(Saved data entries)
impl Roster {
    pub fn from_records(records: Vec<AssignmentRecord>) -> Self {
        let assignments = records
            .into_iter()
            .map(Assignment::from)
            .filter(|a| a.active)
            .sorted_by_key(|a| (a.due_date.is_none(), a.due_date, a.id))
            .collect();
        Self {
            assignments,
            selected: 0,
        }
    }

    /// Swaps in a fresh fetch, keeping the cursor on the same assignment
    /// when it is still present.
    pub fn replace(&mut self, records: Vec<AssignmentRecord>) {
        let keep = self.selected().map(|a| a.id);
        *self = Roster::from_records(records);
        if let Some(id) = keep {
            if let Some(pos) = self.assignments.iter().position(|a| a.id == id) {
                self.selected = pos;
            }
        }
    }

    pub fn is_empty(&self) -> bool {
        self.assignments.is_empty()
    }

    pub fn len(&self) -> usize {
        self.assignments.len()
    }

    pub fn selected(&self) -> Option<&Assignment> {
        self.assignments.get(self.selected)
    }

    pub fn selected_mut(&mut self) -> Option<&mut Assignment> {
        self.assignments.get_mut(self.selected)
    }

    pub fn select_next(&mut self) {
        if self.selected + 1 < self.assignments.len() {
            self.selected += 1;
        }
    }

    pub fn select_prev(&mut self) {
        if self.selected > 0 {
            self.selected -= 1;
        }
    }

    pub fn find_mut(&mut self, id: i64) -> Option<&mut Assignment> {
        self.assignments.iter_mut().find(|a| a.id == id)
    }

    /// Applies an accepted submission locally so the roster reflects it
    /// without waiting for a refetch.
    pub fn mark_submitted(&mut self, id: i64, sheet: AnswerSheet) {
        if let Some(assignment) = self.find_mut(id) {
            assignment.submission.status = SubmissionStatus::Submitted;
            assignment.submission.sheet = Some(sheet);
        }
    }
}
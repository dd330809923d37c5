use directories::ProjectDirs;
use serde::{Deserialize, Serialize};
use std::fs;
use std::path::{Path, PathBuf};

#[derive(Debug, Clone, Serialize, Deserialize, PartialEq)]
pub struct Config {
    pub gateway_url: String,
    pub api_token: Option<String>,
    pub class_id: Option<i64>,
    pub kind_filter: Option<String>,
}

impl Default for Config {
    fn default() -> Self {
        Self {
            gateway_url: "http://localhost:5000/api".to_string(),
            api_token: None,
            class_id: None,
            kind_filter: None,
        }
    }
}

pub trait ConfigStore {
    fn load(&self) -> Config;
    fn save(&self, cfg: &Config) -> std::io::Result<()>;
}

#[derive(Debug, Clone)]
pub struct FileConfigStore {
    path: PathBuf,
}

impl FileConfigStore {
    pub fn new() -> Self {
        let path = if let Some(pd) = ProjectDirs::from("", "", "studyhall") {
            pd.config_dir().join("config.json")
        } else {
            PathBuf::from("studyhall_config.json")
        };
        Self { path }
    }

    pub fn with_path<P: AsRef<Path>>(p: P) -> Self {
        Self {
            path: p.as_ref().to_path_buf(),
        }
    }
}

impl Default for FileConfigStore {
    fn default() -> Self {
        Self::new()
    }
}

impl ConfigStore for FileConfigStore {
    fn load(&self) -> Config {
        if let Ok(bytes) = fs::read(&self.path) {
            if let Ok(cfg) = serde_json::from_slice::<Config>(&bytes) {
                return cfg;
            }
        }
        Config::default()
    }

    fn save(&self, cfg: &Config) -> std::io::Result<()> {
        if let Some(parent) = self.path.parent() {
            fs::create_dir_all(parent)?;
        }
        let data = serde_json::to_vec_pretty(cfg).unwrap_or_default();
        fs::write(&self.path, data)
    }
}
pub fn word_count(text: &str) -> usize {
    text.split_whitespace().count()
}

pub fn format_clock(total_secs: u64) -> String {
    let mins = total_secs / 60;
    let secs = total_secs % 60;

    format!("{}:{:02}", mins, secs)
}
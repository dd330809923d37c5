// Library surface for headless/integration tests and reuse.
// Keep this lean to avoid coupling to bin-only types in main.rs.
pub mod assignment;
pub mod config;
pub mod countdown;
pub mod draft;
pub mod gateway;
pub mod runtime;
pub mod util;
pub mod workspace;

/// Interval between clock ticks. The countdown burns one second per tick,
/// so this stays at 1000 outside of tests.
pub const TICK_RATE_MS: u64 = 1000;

---

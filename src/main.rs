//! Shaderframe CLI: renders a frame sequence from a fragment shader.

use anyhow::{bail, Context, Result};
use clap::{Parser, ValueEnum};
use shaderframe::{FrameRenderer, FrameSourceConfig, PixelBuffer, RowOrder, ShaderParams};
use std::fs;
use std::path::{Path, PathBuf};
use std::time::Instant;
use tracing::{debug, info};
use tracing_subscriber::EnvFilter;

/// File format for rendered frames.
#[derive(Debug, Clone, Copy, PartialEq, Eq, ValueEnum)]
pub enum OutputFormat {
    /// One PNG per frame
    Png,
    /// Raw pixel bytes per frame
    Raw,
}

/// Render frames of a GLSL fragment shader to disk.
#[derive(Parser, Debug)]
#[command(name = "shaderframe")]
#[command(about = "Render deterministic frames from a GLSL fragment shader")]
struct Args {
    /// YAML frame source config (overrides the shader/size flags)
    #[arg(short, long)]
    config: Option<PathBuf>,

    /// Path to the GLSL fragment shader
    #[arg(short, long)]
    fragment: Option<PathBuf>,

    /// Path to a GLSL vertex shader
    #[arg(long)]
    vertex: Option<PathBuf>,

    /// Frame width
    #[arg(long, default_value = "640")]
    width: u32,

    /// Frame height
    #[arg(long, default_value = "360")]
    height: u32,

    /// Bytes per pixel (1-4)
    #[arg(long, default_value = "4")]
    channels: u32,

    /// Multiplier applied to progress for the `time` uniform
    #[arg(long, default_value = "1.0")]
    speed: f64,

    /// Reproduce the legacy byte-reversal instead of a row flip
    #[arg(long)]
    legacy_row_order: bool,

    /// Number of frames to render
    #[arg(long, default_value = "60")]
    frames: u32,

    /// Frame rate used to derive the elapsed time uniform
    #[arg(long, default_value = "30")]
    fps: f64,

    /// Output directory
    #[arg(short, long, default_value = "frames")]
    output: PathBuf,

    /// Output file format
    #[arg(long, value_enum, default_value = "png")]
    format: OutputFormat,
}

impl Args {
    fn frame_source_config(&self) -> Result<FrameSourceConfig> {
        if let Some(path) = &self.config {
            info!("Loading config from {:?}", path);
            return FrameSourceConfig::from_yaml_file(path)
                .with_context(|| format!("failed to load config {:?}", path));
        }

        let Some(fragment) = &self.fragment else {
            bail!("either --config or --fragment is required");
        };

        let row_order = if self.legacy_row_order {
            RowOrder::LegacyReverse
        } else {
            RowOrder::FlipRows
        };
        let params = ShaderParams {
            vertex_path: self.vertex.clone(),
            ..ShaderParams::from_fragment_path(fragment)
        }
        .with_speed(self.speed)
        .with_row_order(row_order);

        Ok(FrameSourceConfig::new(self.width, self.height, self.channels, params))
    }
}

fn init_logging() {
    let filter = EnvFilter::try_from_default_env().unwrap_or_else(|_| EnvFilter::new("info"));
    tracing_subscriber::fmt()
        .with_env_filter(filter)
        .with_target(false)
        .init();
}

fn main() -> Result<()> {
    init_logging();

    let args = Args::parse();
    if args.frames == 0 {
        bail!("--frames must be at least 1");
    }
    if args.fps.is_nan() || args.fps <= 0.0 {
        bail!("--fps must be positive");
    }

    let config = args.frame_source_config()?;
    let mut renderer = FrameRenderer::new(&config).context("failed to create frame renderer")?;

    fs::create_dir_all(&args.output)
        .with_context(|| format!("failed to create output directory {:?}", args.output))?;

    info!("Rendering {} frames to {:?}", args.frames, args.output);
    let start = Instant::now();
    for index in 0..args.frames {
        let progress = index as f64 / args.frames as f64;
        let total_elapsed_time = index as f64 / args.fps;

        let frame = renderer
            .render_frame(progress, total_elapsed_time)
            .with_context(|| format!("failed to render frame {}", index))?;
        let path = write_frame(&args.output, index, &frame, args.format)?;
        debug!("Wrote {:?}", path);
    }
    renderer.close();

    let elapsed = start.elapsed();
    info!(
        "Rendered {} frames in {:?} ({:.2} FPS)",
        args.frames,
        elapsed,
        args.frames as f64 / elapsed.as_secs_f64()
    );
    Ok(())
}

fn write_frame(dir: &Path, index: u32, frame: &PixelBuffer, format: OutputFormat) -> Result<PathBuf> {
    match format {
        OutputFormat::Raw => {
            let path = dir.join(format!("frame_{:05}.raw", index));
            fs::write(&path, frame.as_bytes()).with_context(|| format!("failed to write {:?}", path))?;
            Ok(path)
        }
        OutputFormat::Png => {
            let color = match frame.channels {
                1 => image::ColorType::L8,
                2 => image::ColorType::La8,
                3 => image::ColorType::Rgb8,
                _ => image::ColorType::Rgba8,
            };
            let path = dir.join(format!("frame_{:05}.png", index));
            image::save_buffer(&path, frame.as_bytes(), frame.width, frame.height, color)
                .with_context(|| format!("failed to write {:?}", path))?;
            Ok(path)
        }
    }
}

• WHAT IS EXPECTED: Look through the entries for the string "AssignmentRecord". Every line that has it belongs in the answer.

• TASK OUTPUT:
    pub fn from_records(records: Vec<AssignmentRecord>) -> Self {
    pub fn replace(&mut self, records: Vec<AssignmentRecord>) {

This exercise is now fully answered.